SOURCE MATERIAL:
// Copyright 2026, Jeroen van Erp <jeroen@geeko.me>
// SPDX-License-Identifier: Apache-2.0

//! ArtemisCloud custom resources driven by the tests.

pub mod address;
pub mod broker;
pub mod security;

pub use address::{ActiveMQArtemisAddress, ActiveMQArtemisAddressSpec};
pub use broker::{
    Acceptor, ActiveMQArtemis, ActiveMQArtemisSpec, ActiveMQArtemisStatus, Console,
    DeploymentPlan, Upgrades,
};
pub use security::{ActiveMQArtemisSecurity, ActiveMQArtemisSecuritySpec};
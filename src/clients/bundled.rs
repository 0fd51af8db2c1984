// Copyright 2026, Jeroen van Erp <jeroen@geeko.me>
// SPDX-License-Identifier: Apache-2.0
use super::{ClientOptions, MessageLog, MessagingClient, PodRunner};
use crate::constants::artemis::ARTEMIS_CLI;
use crate::constants::durations::SUBSCRIBER_SETTLE;
use crate::error::Result;
use crate::kubernetes::{ExecOutput, KubeClient};
use async_trait::async_trait;
use std::fmt;
use tokio::task::JoinHandle;
use tracing::{info, instrument};

const SENT_MARKER: &str = "Sent: ";
const RECEIVED_MARKER: &str = "Received ";
const RECEIVE_TIMEOUT_MS: &str = "10000";

#[derive(Debug, Clone, Copy, PartialEq, Eq)]
pub enum Protocol {
    Core,
    Amqp,
    Openwire,
}

impl Protocol {
    fn url_scheme(self) -> &'static str {
        match self {
            Protocol::Amqp => "amqp",
            Protocol::Core | Protocol::Openwire => "tcp",
        }
    }
}

impl fmt::Display for Protocol {
    fn fmt(&self, f: &mut fmt::Formatter<'_>) -> fmt::Result {
        let name = match self {
            Protocol::Core => "core",
            Protocol::Amqp => "amqp",
            Protocol::Openwire => "openwire",
        };
        f.write_str(name)
    }
}

/// The `artemis` CLI bundled with the broker, executed inside the broker pod
pub struct BundledClient {
    protocol: Protocol,
    options: ClientOptions,
    runner: PodRunner,
    log: MessageLog,
    multicast: bool,
    subscriber: Option<JoinHandle<Result<ExecOutput>>>,
}

impl BundledClient {
    pub fn new(kube: KubeClient, protocol: Protocol, options: ClientOptions) -> Self {
        let runner = PodRunner::new(kube, &options);
        Self {
            protocol,
            options,
            runner,
            log: MessageLog::default(),
            multicast: false,
            subscriber: None,
        }
    }

    pub fn log(&self) -> &MessageLog {
        &self.log
    }

    fn destination(&self) -> String {
        if self.multicast {
            format!("topic://{}", self.options.address)
        } else {
            format!("queue://{}", self.options.queue)
        }
    }

    fn command(&self, action: &str) -> Vec<String> {
        let mut command: Vec<String> = vec![
            ARTEMIS_CLI.to_string(),
            action.to_string(),
            "--protocol".to_string(),
            self.protocol.to_string(),
            "--url".to_string(),
            format!(
                "{}://{}:{}",
                self.protocol.url_scheme(),
                self.options.host,
                self.options.port
            ),
            "--destination".to_string(),
            self.destination(),
            "--message-count".to_string(),
            self.options.message_count.to_string(),
            "--verbose".to_string(),
        ];
        if let Some((user, password)) = &self.options.credentials {
            command.extend([
                "--user".to_string(),
                user.clone(),
                "--password".to_string(),
                password.clone(),
            ]);
        }
        if action == "consumer" {
            command.extend([
                "--break-on-null".to_string(),
                "--receive-timeout".to_string(),
                RECEIVE_TIMEOUT_MS.to_string(),
            ]);
        }
        command
    }
}

#[async_trait]
impl MessagingClient for BundledClient {
    #[instrument(skip(self), fields(protocol = %self.protocol, pod = %self.options.pod))]
    async fn send_messages(&mut self) -> Result<usize> {
        let output = self.runner.run(self.command("producer")).await?;
        let sent = self.log.record_sent(parse_payloads(&output.stdout, SENT_MARKER));
        info!("[{}] Sent {} messages to {}", self.options.namespace, sent, self.destination());
        Ok(sent)
    }

    #[instrument(skip(self), fields(protocol = %self.protocol, pod = %self.options.pod))]
    async fn receive_messages(&mut self) -> Result<usize> {
        let output = match self.subscriber.take() {
            Some(handle) => self.runner.join(handle).await?,
            None => self.runner.run(self.command("consumer")).await?,
        };
        let received = self
            .log
            .record_received(parse_payloads(&output.stdout, RECEIVED_MARKER));
        info!("[{}] Received {} messages", self.options.namespace, received);
        Ok(received)
    }

    async fn subscribe(&mut self) -> Result<()> {
        self.multicast = true;
        self.subscriber = Some(self.runner.spawn(self.command("consumer")));
        self.runner.settle(SUBSCRIBER_SETTLE).await?;
        info!(
            "[{}] Subscribed to {}",
            self.options.namespace,
            self.destination()
        );
        Ok(())
    }

    fn compare_messages(&self) -> bool {
        self.log.matches()
    }
}

/// Payloads of the verbose CLI output lines containing `marker`
pub fn parse_payloads(output: &str, marker: &str) -> Vec<String> {
    output
        .lines()
        .filter_map(|line| line.split_once(marker).map(|(_, payload)| payload.trim_end()))
        .map(str::to_string)
        .collect()
}
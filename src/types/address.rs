// Copyright 2026, Jeroen van Erp <jeroen@geeko.me>
// SPDX-License-Identifier: Apache-2.0
use kube::CustomResource;
use serde::{Deserialize, Serialize};
use serde_json::Value;
use std::collections::BTreeMap;

#[derive(CustomResource, Serialize, Deserialize, Clone, Debug, Default, schemars::JsonSchema)]
#[kube(
    group = "broker.amq.io",
    version = "v1beta1",
    kind = "ActiveMQArtemisAddress",
    plural = "activemqartemisaddresses"
)]
#[kube(namespaced)]
#[serde(rename_all = "camelCase")]
pub struct ActiveMQArtemisAddressSpec {
    pub address_name: String,
    #[serde(default, skip_serializing_if = "Option::is_none")]
    pub queue_name: Option<String>,
    /// `anycast` or `multicast`
    #[serde(default, skip_serializing_if = "Option::is_none")]
    pub routing_type: Option<String>,
    #[serde(flatten)]
    pub extra: BTreeMap<String, Value>,
}

impl ActiveMQArtemisAddress {
    pub fn address_name(&self) -> &str {
        &self.spec.address_name
    }

    /// Queue bound to the address, the address name itself when none was declared
    pub fn queue_name(&self) -> &str {
        self.spec
            .queue_name
            .as_deref()
            .filter(|q| !q.is_empty())
            .unwrap_or(&self.spec.address_name)
    }
}

#[cfg(test)]
mod tests {
    use super::*;

    #[test]
    fn test_parse_address_queue_file() {
        let address: ActiveMQArtemisAddress = serde_yaml::from_str(
            r#"
apiVersion: broker.amq.io/v1beta1
kind: ActiveMQArtemisAddress
metadata:
  name: my-address
spec:
  addressName: myAddress
  queueName: myQueue
  routingType: anycast
  removeFromBrokerOnDelete: true
"#,
        )
        .unwrap();

        assert_eq!(address.address_name(), "myAddress");
        assert_eq!(address.queue_name(), "myQueue");
        assert_eq!(address.spec.routing_type.as_deref(), Some("anycast"));
        assert_eq!(
            address.spec.extra.get("removeFromBrokerOnDelete"),
            Some(&Value::Bool(true))
        );
    }

    #[test]
    fn test_queue_name_falls_back_to_address() {
        let address = ActiveMQArtemisAddress::new(
            "lonely",
            ActiveMQArtemisAddressSpec {
                address_name: "lonely".to_string(),
                queue_name: Some(String::new()),
                ..Default::default()
            },
        );

        assert_eq!(address.queue_name(), "lonely");
    }
}
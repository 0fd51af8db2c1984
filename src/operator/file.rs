// Copyright 2026, Jeroen van Erp <jeroen@geeko.me>
// SPDX-License-Identifier: Apache-2.0

//! Operator installation from a directory of YAML manifests

use crate::constants::operator::{DEPLOYMENT_NAME, WATCH_NAMESPACE_ENV};
use crate::error::{Result, SystemTestError};
use crate::kubernetes::apply::{apply_manifest, delete_manifest, gvk_of, load_documents};
use crate::kubernetes::KubeClient;
use kube::api::DynamicObject;
use kube::ResourceExt;
use serde_json::{json, Value};
use std::path::{Path, PathBuf};
use tracing::{debug, info, instrument, warn};

const KIND_CRD: &str = "CustomResourceDefinition";
const KIND_CLUSTER_ROLE: &str = "ClusterRole";
const KIND_CLUSTER_ROLE_BINDING: &str = "ClusterRoleBinding";
const KIND_ROLE_BINDING: &str = "RoleBinding";
const KIND_DEPLOYMENT: &str = "Deployment";

#[derive(Debug, Clone)]
pub struct FileInstallation {
    install_dir: PathBuf,
    image: Option<String>,
    deployment_name: String,
    applied: Vec<DynamicObject>,
}

impl FileInstallation {
    pub fn new(install_dir: impl Into<PathBuf>, image: Option<String>) -> Self {
        Self {
            install_dir: install_dir.into(),
            image,
            deployment_name: DEPLOYMENT_NAME.to_string(),
            applied: Vec::new(),
        }
    }

    pub fn install_dir(&self) -> &Path {
        &self.install_dir
    }

    pub fn deployment_name(&self) -> &str {
        &self.deployment_name
    }

    /// Objects applied by the last deploy, in apply order
    pub fn applied(&self) -> &[DynamicObject] {
        &self.applied
    }

    #[instrument(skip(self, kube), fields(dir = %self.install_dir.display()))]
    pub(crate) async fn deploy(
        &mut self,
        kube: &KubeClient,
        namespace: &str,
        namespaced: bool,
        watch_namespace: &str,
    ) -> Result<()> {
        let documents = read_manifests(&self.install_dir)?;
        let prepared = prepare_manifests(
            documents,
            namespace,
            namespaced,
            watch_namespace,
            self.image.as_deref(),
        )?;

        if let Some(deployment) = prepared
            .iter()
            .find(|o| kind_of(o).as_deref() == Some(KIND_DEPLOYMENT))
        {
            self.deployment_name = deployment.name_any();
        }

        for object in &prepared {
            apply_manifest(kube.client(), namespace, object).await?;
            self.applied.push(object.clone());
        }
        info!(
            "[{}] Applied {} operator manifests from {}",
            namespace,
            self.applied.len(),
            self.install_dir.display()
        );
        Ok(())
    }

    pub(crate) async fn undeploy(&mut self, kube: &KubeClient, namespace: &str) -> Result<()> {
        while let Some(object) = self.applied.pop() {
            if !delete_manifest(kube.client(), namespace, &object).await? {
                debug!("[{}] {} was already removed", namespace, object.name_any());
            }
        }
        Ok(())
    }
}

/// Apply the CustomResourceDefinitions found in the install directory
#[instrument(skip(kube))]
pub async fn deploy_crds(kube: &KubeClient, install_dir: &Path) -> Result<()> {
    for crd in crd_manifests(read_manifests(install_dir)?) {
        info!("Applying CRD {}", crd.name_any());
        apply_manifest(kube.client(), "", &crd).await?;
    }
    Ok(())
}

#[instrument(skip(kube))]
pub async fn undeploy_crds(kube: &KubeClient, install_dir: &Path) -> Result<()> {
    for crd in crd_manifests(read_manifests(install_dir)?) {
        if delete_manifest(kube.client(), "", &crd).await? {
            info!("Deleted CRD {}", crd.name_any());
        }
    }
    Ok(())
}

/// Every document of the `*.yaml` / `*.yml` files in `dir`, files taken in name order
pub fn read_manifests(dir: &Path) -> Result<Vec<DynamicObject>> {
    let mut files: Vec<PathBuf> = std::fs::read_dir(dir)?
        .filter_map(|entry| entry.ok().map(|e| e.path()))
        .filter(|path| {
            path.extension()
                .and_then(|ext| ext.to_str())
                .is_some_and(|ext| ext == "yaml" || ext == "yml")
        })
        .collect();
    files.sort();

    if files.is_empty() {
        return Err(SystemTestError::OperatorError(format!(
            "No operator manifests found in {}",
            dir.display()
        )));
    }

    let mut documents = Vec::new();
    for file in files {
        debug!("Loading operator manifest {}", file.display());
        documents.extend(load_documents(&std::fs::read_to_string(&file)?)?);
    }
    Ok(documents)
}

pub fn crd_manifests(documents: Vec<DynamicObject>) -> Vec<DynamicObject> {
    documents
        .into_iter()
        .filter(|o| kind_of(o).as_deref() == Some(KIND_CRD))
        .collect()
}

/// Adapt the operator manifests to the target namespace and watch scope.
///
/// CRDs are dropped, and so are cluster roles when the operator is namespaced.
pub fn prepare_manifests(
    documents: Vec<DynamicObject>,
    namespace: &str,
    namespaced: bool,
    watch_namespace: &str,
    image: Option<&str>,
) -> Result<Vec<DynamicObject>> {
    let mut prepared = Vec::new();
    for mut object in documents {
        let kind = gvk_of(&object)?.kind;
        match kind.as_str() {
            KIND_CRD => continue,
            KIND_CLUSTER_ROLE | KIND_CLUSTER_ROLE_BINDING if namespaced => {
                debug!("Skipping {} {} for a namespaced operator", kind, object.name_any());
                continue;
            }
            KIND_CLUSTER_ROLE_BINDING | KIND_ROLE_BINDING => {
                repoint_subjects(&mut object.data, namespace);
            }
            KIND_DEPLOYMENT => {
                set_watch_namespace(&mut object.data, watch_namespace);
                if let Some(image) = image {
                    set_operator_image(&mut object.data, image);
                }
            }
            _ => {}
        }
        prepared.push(object);
    }
    Ok(prepared)
}

fn kind_of(object: &DynamicObject) -> Option<String> {
    object.types.as_ref().map(|t| t.kind.clone())
}

fn repoint_subjects(data: &mut Value, namespace: &str) {
    let Some(subjects) = data.get_mut("subjects").and_then(Value::as_array_mut) else {
        return;
    };
    for subject in subjects {
        if subject.get("kind").and_then(Value::as_str) == Some("ServiceAccount") {
            subject["namespace"] = json!(namespace);
        }
    }
}

fn containers_mut(data: &mut Value) -> Option<&mut Vec<Value>> {
    data.pointer_mut("/spec/template/spec/containers")
        .and_then(Value::as_array_mut)
}

fn set_watch_namespace(data: &mut Value, watch_namespace: &str) {
    let Some(containers) = containers_mut(data) else {
        warn!("Operator deployment has no containers to configure");
        return;
    };
    for container in containers {
        let env = container
            .as_object_mut()
            .map(|c| c.entry("env").or_insert_with(|| json!([])));
        let Some(env) = env.and_then(Value::as_array_mut) else {
            continue;
        };
        env.retain(|var| var.get("name").and_then(Value::as_str) != Some(WATCH_NAMESPACE_ENV));
        env.push(json!({ "name": WATCH_NAMESPACE_ENV, "value": watch_namespace }));
    }
}

fn set_operator_image(data: &mut Value, image: &str) {
    if let Some(container) = containers_mut(data).and_then(|c| c.first_mut()) {
        container["image"] = json!(image);
    }
}
//! Genome tags.

use std::fmt;

use serde::{Deserialize, Serialize};

/// A special marker attached to a whole genome.
///
/// `Default` is the no-tag value; its backing string is empty.
/// `Agamogenesis` is never stored in the extended tag code table; it is
/// only ever produced by the Bionic-part inference rule.
#[derive(Debug, Clone, Copy, PartialEq, Eq, Hash, Serialize, Deserialize)]
pub enum Tag {
    #[serde(rename = "")]
    Default,
    #[serde(rename = "origin")]
    Origin,
    #[serde(rename = "agamogenesis")]
    Agamogenesis,
    #[serde(rename = "meo1")]
    Meo1,
    #[serde(rename = "meo2")]
    Meo2,
}

impl Tag {
    /// Returns the string backing value. `Default` is the empty string.
    pub fn as_str(self) -> &'static str {
        match self {
            Tag::Default => "",
            Tag::Origin => "origin",
            Tag::Agamogenesis => "agamogenesis",
            Tag::Meo1 => "meo1",
            Tag::Meo2 => "meo2",
        }
    }
}

impl fmt::Display for Tag {
    fn fmt(&self, f: &mut fmt::Formatter<'_>) -> fmt::Result {
        f.write_str(self.as_str())
    }
}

ACTIVITY: Among the records above, find the lines that contain "FileInstallation" and copy every one.

RESULT FOR THIS TASK:
pub struct FileInstallation {
impl FileInstallation {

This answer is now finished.